§ AIM OF THE EXERCISE
Find and return every line of the data that contains the word "last".

§ RECORDS FOR THE TASK
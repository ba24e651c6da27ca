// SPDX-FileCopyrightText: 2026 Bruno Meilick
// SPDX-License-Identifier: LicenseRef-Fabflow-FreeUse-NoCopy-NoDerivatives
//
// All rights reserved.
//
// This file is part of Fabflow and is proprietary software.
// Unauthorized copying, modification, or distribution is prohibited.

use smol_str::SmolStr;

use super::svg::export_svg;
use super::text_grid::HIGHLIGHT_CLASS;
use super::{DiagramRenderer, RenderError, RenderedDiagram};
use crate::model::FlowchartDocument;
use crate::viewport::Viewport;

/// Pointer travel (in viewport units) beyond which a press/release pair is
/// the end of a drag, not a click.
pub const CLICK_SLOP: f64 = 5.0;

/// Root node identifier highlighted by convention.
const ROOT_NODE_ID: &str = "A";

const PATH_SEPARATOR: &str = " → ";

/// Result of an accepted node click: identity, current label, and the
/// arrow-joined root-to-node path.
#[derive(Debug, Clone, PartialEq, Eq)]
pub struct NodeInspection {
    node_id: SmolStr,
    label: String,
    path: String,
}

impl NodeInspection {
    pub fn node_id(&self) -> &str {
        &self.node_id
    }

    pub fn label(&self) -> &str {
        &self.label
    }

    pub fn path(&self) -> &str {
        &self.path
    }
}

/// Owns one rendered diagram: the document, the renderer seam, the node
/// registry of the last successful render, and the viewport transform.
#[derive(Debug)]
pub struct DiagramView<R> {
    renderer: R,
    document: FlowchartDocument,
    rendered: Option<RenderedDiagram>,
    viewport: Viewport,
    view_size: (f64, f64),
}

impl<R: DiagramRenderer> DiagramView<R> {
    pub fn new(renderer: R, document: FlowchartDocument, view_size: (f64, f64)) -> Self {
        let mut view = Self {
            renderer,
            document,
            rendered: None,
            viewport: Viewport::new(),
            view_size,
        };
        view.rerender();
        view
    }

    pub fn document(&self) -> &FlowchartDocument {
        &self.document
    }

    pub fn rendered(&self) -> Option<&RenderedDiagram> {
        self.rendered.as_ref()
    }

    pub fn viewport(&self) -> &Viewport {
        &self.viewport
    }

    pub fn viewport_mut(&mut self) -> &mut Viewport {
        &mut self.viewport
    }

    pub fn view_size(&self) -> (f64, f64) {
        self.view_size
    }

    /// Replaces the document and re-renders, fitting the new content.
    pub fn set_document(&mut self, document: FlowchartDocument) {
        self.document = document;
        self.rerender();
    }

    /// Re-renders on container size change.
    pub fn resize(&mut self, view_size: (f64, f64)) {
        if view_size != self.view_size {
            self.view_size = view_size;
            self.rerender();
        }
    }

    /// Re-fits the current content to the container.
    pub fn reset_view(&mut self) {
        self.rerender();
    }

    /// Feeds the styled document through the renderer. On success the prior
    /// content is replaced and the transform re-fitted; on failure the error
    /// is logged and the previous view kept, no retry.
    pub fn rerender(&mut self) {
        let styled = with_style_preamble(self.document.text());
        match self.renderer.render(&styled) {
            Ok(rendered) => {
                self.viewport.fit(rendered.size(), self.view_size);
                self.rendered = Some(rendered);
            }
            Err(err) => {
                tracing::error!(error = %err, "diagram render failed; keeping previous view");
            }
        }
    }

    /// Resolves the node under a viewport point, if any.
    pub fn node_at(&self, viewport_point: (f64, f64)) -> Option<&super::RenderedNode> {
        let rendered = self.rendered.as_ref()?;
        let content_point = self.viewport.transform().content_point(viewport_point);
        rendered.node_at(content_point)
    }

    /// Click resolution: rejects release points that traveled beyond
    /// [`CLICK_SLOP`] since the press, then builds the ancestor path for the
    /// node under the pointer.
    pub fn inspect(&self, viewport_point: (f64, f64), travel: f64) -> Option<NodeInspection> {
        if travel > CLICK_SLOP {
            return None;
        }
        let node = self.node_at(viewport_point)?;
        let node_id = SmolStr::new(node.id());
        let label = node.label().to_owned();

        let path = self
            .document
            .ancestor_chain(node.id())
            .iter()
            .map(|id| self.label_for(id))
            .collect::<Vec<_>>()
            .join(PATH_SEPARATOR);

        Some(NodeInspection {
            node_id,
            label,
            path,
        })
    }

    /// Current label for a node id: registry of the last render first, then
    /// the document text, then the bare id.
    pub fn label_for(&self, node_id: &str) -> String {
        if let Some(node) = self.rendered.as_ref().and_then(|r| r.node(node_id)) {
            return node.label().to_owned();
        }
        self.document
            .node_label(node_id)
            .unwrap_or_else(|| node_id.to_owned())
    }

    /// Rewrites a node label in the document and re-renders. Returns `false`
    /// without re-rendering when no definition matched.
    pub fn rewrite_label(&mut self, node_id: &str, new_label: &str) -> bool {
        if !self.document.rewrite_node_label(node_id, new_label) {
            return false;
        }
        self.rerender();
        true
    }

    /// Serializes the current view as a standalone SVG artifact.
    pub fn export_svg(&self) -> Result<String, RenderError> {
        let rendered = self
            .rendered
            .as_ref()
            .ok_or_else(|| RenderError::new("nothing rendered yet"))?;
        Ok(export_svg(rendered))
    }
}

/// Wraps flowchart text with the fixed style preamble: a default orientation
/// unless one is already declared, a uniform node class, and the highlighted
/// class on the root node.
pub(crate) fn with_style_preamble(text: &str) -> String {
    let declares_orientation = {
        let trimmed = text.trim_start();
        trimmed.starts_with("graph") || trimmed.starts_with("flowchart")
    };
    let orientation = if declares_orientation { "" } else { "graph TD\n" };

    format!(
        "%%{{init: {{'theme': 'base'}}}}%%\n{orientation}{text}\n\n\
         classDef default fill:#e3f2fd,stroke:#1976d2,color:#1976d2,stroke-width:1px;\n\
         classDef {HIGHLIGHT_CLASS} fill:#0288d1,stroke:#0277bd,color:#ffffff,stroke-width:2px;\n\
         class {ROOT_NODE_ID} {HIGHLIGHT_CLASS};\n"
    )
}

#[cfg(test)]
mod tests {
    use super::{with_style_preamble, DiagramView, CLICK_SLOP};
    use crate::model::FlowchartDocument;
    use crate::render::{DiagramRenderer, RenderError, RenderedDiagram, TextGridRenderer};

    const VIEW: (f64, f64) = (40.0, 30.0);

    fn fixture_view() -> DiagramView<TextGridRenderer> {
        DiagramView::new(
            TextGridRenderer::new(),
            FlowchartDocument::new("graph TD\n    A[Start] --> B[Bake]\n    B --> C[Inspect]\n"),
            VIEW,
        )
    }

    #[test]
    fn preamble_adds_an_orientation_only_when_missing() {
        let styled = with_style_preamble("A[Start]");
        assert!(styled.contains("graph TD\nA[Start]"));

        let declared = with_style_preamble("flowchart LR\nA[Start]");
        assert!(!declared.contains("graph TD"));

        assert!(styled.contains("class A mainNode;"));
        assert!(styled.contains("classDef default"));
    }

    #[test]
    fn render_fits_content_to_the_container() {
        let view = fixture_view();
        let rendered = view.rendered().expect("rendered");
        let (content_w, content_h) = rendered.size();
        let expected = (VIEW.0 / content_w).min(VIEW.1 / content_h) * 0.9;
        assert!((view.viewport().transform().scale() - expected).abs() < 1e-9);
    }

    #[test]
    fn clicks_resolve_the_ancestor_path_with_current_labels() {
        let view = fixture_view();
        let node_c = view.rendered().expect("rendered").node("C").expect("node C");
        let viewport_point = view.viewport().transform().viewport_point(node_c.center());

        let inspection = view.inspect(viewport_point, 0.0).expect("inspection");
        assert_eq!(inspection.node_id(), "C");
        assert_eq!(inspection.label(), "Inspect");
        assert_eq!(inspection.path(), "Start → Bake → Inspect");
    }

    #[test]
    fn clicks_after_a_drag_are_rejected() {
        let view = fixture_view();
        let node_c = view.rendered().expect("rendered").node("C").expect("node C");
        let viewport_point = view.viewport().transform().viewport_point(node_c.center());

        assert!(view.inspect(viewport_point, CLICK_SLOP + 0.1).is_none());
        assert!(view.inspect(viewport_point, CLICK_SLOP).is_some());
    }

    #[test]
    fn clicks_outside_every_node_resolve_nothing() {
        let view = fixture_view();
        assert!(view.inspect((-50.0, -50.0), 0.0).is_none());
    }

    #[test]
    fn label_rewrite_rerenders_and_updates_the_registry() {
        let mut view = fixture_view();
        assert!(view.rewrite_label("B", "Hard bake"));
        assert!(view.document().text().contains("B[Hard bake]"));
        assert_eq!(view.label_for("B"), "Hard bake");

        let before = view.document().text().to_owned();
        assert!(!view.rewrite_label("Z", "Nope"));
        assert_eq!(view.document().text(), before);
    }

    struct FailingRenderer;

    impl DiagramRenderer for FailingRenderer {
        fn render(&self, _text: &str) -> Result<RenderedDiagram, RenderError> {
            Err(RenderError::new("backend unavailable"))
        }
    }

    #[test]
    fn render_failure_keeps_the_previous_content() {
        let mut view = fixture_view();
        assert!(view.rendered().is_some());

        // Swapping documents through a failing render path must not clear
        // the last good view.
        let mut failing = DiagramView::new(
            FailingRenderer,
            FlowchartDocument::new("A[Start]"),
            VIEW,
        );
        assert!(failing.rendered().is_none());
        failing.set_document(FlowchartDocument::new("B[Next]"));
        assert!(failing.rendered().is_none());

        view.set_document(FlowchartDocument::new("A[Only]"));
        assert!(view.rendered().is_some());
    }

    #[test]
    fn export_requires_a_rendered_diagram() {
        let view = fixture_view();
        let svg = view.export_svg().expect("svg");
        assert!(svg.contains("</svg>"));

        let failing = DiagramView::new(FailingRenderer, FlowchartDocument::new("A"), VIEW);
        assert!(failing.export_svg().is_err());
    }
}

§ ANSWER AREA
/// registry of the last successful render, and the viewport transform.
    /// Current label for a node id: registry of the last render first, then
        // the last good view.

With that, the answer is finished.